Extracted data: Begin
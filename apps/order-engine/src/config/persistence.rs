//! Persistence configuration.

use serde::{Deserialize, Serialize};

/// Which data access backend to wire.
#[derive(Debug, Clone, Copy, Default, PartialEq, Eq, Serialize, Deserialize)]
#[serde(rename_all = "lowercase")]
pub enum PersistenceBackend {
    /// Recording in-memory backend (nothing survives the process).
    #[default]
    Memory,
    /// Local Turso database at `db_path`.
    Turso,
}

/// Persistence configuration.
#[derive(Debug, Clone, Serialize, Deserialize)]
pub struct PersistenceConfig {
    /// Backend to use.
    #[serde(default)]
    pub backend: PersistenceBackend,
    /// Database path for the Turso backend (`:memory:` allowed).
    #[serde(default = "default_db_path")]
    pub db_path: String,
}

impl Default for PersistenceConfig {
    fn default() -> Self {
        Self {
            backend: PersistenceBackend::default(),
            db_path: default_db_path(),
        }
    }
}

fn default_db_path() -> String {
    "./data/orders.db".to_string()
}
//! Strongly-typed identifiers for domain entities.
//!
//! These prevent mixing up order IDs with product SKUs.

use serde::{Deserialize, Serialize};
use std::fmt;

macro_rules! define_id {
    ($name:ident, $doc:expr) => {
        #[doc = $doc]
        #[derive(Debug, Clone, PartialEq, Eq, Hash, Serialize, Deserialize)]
        #[serde(transparent)]
        pub struct $name(String);

        impl $name {
            /// Create a new identifier from a string.
            #[must_use]
            pub fn new(value: impl Into<String>) -> Self {
                Self(value.into())
            }

            /// Get the inner string value.
            #[must_use]
            pub fn as_str(&self) -> &str {
                &self.0
            }

            /// Returns true if the identifier is empty or whitespace only.
            #[must_use]
            pub fn is_blank(&self) -> bool {
                self.0.trim().is_empty()
            }
        }

        impl fmt::Display for $name {
            fn fmt(&self, f: &mut fmt::Formatter<'_>) -> fmt::Result {
                write!(f, "{}", self.0)
            }
        }

        impl AsRef<str> for $name {
            fn as_ref(&self) -> &str {
                &self.0
            }
        }

        impl From<String> for $name {
            fn from(value: String) -> Self {
                Self(value)
            }
        }

        impl From<&str> for $name {
            fn from(value: &str) -> Self {
                Self(value.to_string())
            }
        }
    };
}

define_id!(OrderId, "Unique identifier for an order.");
define_id!(Sku, "Stock keeping unit of a priceable item.");

impl OrderId {
    /// Generate a new unique order identifier using UUID v4.
    #[must_use]
    pub fn generate() -> Self {
        Self(uuid::Uuid::new_v4().to_string())
    }
}

#[cfg(test)]
mod tests {
    use super::*;

    #[test]
    fn order_id_new_and_display() {
        let id = OrderId::new("ord-123");
        assert_eq!(id.as_str(), "ord-123");
        assert_eq!(format!("{id}"), "ord-123");
    }

    #[test]
    fn order_id_generate_is_unique() {
        assert_ne!(OrderId::generate(), OrderId::generate());
    }

    #[test]
    fn sku_from_str() {
        let sku: Sku = "SKU-001".into();
        assert_eq!(sku.as_str(), "SKU-001");
    }

    #[test]
    fn blank_identifiers() {
        assert!(Sku::new("").is_blank());
        assert!(Sku::new("   ").is_blank());
        assert!(!Sku::new("A").is_blank());
    }

    #[test]
    fn sku_serializes_transparently() {
        let json = serde_json::to_string(&Sku::new("SKU-9")).unwrap();
        assert_eq!(json, "\"SKU-9\"");
    }
}
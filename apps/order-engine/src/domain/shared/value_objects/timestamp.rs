//! Timestamp value object for temporal data.

use chrono::{DateTime, Utc};
use serde::{Deserialize, Serialize};
use std::fmt;

/// A UTC timestamp for order tracking.
#[derive(Debug, Clone, Copy, PartialEq, Eq, PartialOrd, Ord, Hash, Serialize, Deserialize)]
#[serde(transparent)]
pub struct Timestamp(DateTime<Utc>);

impl Timestamp {
    /// Create a new Timestamp from a DateTime<Utc>.
    #[must_use]
    pub const fn new(dt: DateTime<Utc>) -> Self {
        Self(dt)
    }

    /// Get the current timestamp.
    #[must_use]
    pub fn now() -> Self {
        Self(Utc::now())
    }

    /// Get the inner DateTime<Utc>.
    #[must_use]
    pub const fn as_datetime(&self) -> DateTime<Utc> {
        self.0
    }

    /// Format as ISO 8601 / RFC 3339 string.
    #[must_use]
    pub fn to_rfc3339(&self) -> String {
        self.0.to_rfc3339()
    }
}

impl Default for Timestamp {
    fn default() -> Self {
        Self::now()
    }
}

impl fmt::Display for Timestamp {
    fn fmt(&self, f: &mut fmt::Formatter<'_>) -> fmt::Result {
        write!(f, "{}", self.to_rfc3339())
    }
}

#[cfg(test)]
mod tests {
    use super::*;
    use chrono::TimeZone;

    #[test]
    fn timestamp_rfc3339() {
        let dt = Utc.with_ymd_and_hms(2026, 1, 2, 3, 4, 5).unwrap();
        let ts = Timestamp::new(dt);
        assert_eq!(ts.to_rfc3339(), "2026-01-02T03:04:05+00:00");
        assert_eq!(ts.as_datetime(), dt);
    }

    #[test]
    fn timestamp_now_is_monotonic_enough() {
        let a = Timestamp::now();
        let b = Timestamp::now();
        assert!(b >= a);
    }
}
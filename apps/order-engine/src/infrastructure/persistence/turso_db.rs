//! Turso data access.
//!
//! Embedded SQLite-compatible database via the `turso` crate. The database
//! handle is opened on first `connect` and kept for the adapter's lifetime,
//! so `:memory:` databases survive disconnects; `disconnect` only drops the
//! connection. The connection is shared by overlapping sessions and dropped
//! when the last one disconnects.

use std::path::Path;

use async_trait::async_trait;
use tokio::sync::Mutex;

use crate::application::ports::{
    DataAccessError, DataAccessPort, QueryOutcome, ensure_query_text,
};

/// Path that opens a private in-memory database.
pub const IN_MEMORY_PATH: &str = ":memory:";

#[derive(Default)]
struct State {
    database: Option<::turso::Database>,
    connection: Option<::turso::Connection>,
    sessions: usize,
}

/// `DataAccessPort` backed by a local Turso database.
pub struct TursoDataAccess {
    path: String,
    state: Mutex<State>,
}

impl TursoDataAccess {
    /// Create an adapter for the database at `path` (`:memory:` for a
    /// private in-memory database). Nothing is opened until `connect`.
    #[must_use]
    pub fn new(path: impl Into<String>) -> Self {
        Self {
            path: path.into(),
            state: Mutex::new(State::default()),
        }
    }

    /// Database path.
    #[must_use]
    pub fn path(&self) -> &str {
        &self.path
    }

    /// Whether a connection is currently open.
    pub async fn is_connected(&self) -> bool {
        self.state.lock().await.connection.is_some()
    }

    async fn ensure_parent_dir(&self) -> Result<(), DataAccessError> {
        if self.path == IN_MEMORY_PATH {
            return Ok(());
        }
        match Path::new(&self.path).parent() {
            Some(parent) if !parent.as_os_str().is_empty() => {
                tokio::fs::create_dir_all(parent).await.map_err(|e| {
                    DataAccessError::connection(format!(
                        "failed to create directory '{}': {e}",
                        parent.display()
                    ))
                })
            }
            _ => Ok(()),
        }
    }
}

impl std::fmt::Debug for TursoDataAccess {
    fn fmt(&self, f: &mut std::fmt::Formatter<'_>) -> std::fmt::Result {
        f.debug_struct("TursoDataAccess")
            .field("path", &self.path)
            .finish_non_exhaustive()
    }
}

#[async_trait]
impl DataAccessPort for TursoDataAccess {
    async fn connect(&self) -> Result<(), DataAccessError> {
        let mut state = self.state.lock().await;
        if state.connection.is_some() {
            state.sessions += 1;
            return Ok(());
        }

        if state.database.is_none() {
            self.ensure_parent_dir().await?;
            let database = ::turso::Builder::new_local(&self.path)
                .build()
                .await
                .map_err(|e| {
                    DataAccessError::connection(format!(
                        "failed to open database '{}': {e}",
                        self.path
                    ))
                })?;
            state.database = Some(database);
        }

        let connection = match state.database.as_ref() {
            Some(database) => database
                .connect()
                .map_err(|e| DataAccessError::connection(e.to_string()))?,
            None => return Err(DataAccessError::connection("database not open")),
        };
        state.connection = Some(connection);
        state.sessions = 1;

        tracing::debug!(path = %self.path, "Turso connection opened");
        Ok(())
    }

    async fn disconnect(&self) -> Result<(), DataAccessError> {
        let mut state = self.state.lock().await;
        state.sessions = state.sessions.saturating_sub(1);
        if state.sessions == 0 && state.connection.take().is_some() {
            tracing::debug!(path = %self.path, "Turso connection closed");
        }
        Ok(())
    }

    async fn execute_query(&self, query: &str) -> Result<QueryOutcome, DataAccessError> {
        ensure_query_text(query)?;

        let state = self.state.lock().await;
        let Some(connection) = state.connection.as_ref() else {
            return Err(DataAccessError::connection("not connected"));
        };

        let rows_affected = connection
            .execute(query, ())
            .await
            .map_err(|e| DataAccessError::query(e.to_string()))?;

        tracing::debug!(rows_affected, "Turso query executed");
        Ok(QueryOutcome { rows_affected })
    }
}

#[cfg(test)]
mod tests {
    use super::*;

    #[tokio::test]
    async fn disconnect_without_connect_is_ok() {
        let db = TursoDataAccess::new(":memory:");
        assert!(db.disconnect().await.is_ok());
        assert!(!db.is_connected().await);
    }

    #[tokio::test]
    async fn empty_query_is_query_error() {
        let db = TursoDataAccess::new(":memory:");
        assert!(db.execute_query("").await.unwrap_err().is_query());

        db.connect().await.unwrap();
        assert!(db.execute_query("  ").await.unwrap_err().is_query());
    }

    #[tokio::test]
    async fn query_without_connection_fails() {
        let db = TursoDataAccess::new(":memory:");
        assert!(db.execute_query("SELECT 1").await.unwrap_err().is_connection());
    }

    #[tokio::test]
    async fn malformed_query_is_query_error() {
        let db = TursoDataAccess::new(":memory:");
        db.connect().await.unwrap();
        let err = db.execute_query("NOT VALID SQL AT ALL").await.unwrap_err();
        assert!(err.is_query());
    }

    #[tokio::test]
    async fn connect_twice_is_noop() {
        let db = TursoDataAccess::new(":memory:");
        db.connect().await.unwrap();
        db.connect().await.unwrap();
        assert!(db.is_connected().await);
    }

    #[tokio::test]
    async fn connection_closes_after_last_session() {
        let db = TursoDataAccess::new(":memory:");
        db.connect().await.unwrap();
        db.connect().await.unwrap();

        db.disconnect().await.unwrap();
        assert!(db.is_connected().await);
        assert!(db.execute_query("CREATE TABLE t (v TEXT)").await.is_ok());

        db.disconnect().await.unwrap();
        assert!(!db.is_connected().await);
    }

    #[tokio::test]
    async fn unusable_path_is_connection_error() {
        let dir = tempfile::tempdir().unwrap();
        let blocker = dir.path().join("not-a-dir");
        std::fs::write(&blocker, b"").unwrap();
        let path = blocker.join("sub").join("orders.db");
        let db = TursoDataAccess::new(path.to_string_lossy());

        let err = db.connect().await.unwrap_err();

        assert!(err.is_connection(), "{err}");
        assert!(!db.is_connected().await);
    }

    #[tokio::test]
    async fn in_memory_table_survives_reconnect() {
        let db = TursoDataAccess::new(":memory:");

        db.connect().await.unwrap();
        db.execute_query("CREATE TABLE t (v TEXT NOT NULL)")
            .await
            .unwrap();
        db.disconnect().await.unwrap();

        db.connect().await.unwrap();
        let outcome = db
            .execute_query("INSERT INTO t (v) VALUES ('x')")
            .await
            .unwrap();
        assert_eq!(outcome.rows_affected, 1);
    }

    #[tokio::test]
    async fn file_database_is_created() {
        let dir = tempfile::tempdir().unwrap();
        let path = dir.path().join("nested").join("orders.db");
        let db = TursoDataAccess::new(path.to_string_lossy());

        db.connect().await.unwrap();
        db.execute_query("CREATE TABLE IF NOT EXISTS t (v TEXT)")
            .await
            .unwrap();
        db.disconnect().await.unwrap();

        assert!(path.exists());
    }
}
Extracted data: End
Task instructions: The word "json" appears in how many lines of the records? Give the number only.

Answer below: 2